__Task brief__.
If a line in the following entries holds the string "IntervalPlanner", include it in the tally. State the total and nothing further.

[Stored data]
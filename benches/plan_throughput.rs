//! Planner throughput benchmarks.
//!
//! Run with: cargo bench --bench plan_throughput

use criterion::{black_box, criterion_group, criterion_main, BenchmarkId, Criterion, Throughput};
use swapcore::{IntervalPlanner, MemoryRequest};

/// Forward/backward request shape: one activation per layer, live from
/// its forward tick to the matching backward tick, gradients trailing.
fn forward_backward_requests(layers: usize) -> Vec<MemoryRequest> {
    let total = 2 * layers as u64;
    let mut requests = Vec::with_capacity(layers * 2);
    for i in 0..layers {
        let start = i as u64;
        let end = total - i as u64;
        requests.push(MemoryRequest::new(4096 * (1 + i % 7), start, end));
    }
    for i in 0..layers {
        requests.push(MemoryRequest::wgrad(2048, (layers + i) as u64, total));
    }
    requests
}

fn bench_plan_layout(c: &mut Criterion) {
    let mut group = c.benchmark_group("plan_layout");
    let planner = IntervalPlanner::new();

    for layers in [16usize, 128, 1024] {
        let requests = forward_backward_requests(layers);
        group.throughput(Throughput::Elements(requests.len() as u64));
        group.bench_function(BenchmarkId::from_parameter(layers), |b| {
            b.iter(|| planner.plan_layout(black_box(&requests)).unwrap())
        });
    }

    group.finish();
}

criterion_group!(benches, bench_plan_layout);
criterion_main!(benches);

__Answer box__.
2